**TASK GOAL:** Where the string "DriverContext" occurs in the material below, report the whole line.

**DATA UNDER STUDY:**
- - -

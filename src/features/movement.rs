//! Anti-idle movement: look rotation, crouch pulse and jump pulse.

use std::time::Duration;

use super::{send_action, DriverContext};
use crate::transport::Action;

pub(super) async fn rotate(ctx: DriverContext, period: Duration, step: f32) {
    let mut ticker = super::ticker(period);
    loop {
        tokio::select! {
            _ = ctx.token.cancelled() => break,
            _ = ticker.tick() => {
                if !ctx.gate.is_open() {
                    continue;
                }
                let action = {
                    let mut player = ctx.player.lock();
                    let rotation = player.rotate(step);
                    Action::Look { position: player.position, rotation }
                };
                send_action(&ctx, &action);
            }
        }
    }
}

pub(super) async fn sneak(ctx: DriverContext, period: Duration, hold: Duration) {
    let mut ticker = super::ticker(period);
    loop {
        tokio::select! {
            _ = ctx.token.cancelled() => break,
            _ = ticker.tick() => {
                if !ctx.gate.is_open() || !send_action(&ctx, &Action::Sneak(true)) {
                    continue;
                }
                tokio::select! {
                    _ = ctx.token.cancelled() => break,
                    _ = tokio::time::sleep(hold) => {}
                }
                if ctx.gate.is_open() {
                    send_action(&ctx, &Action::Sneak(false));
                }
            }
        }
    }
}

pub(super) async fn jump(ctx: DriverContext, period: Duration) {
    let mut ticker = super::ticker(period);
    loop {
        tokio::select! {
            _ = ctx.token.cancelled() => break,
            _ = ticker.tick() => {
                if ctx.gate.is_open() {
                    send_action(&ctx, &Action::Jump);
                }
            }
        }
    }
}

- - -

**YOUR SOLUTION:**
use super::{send_action, DriverContext};
pub(super) async fn rotate(ctx: DriverContext, period: Duration, step: f32) {
pub(super) async fn sneak(ctx: DriverContext, period: Duration, hold: Duration) {
pub(super) async fn jump(ctx: DriverContext, period: Duration) {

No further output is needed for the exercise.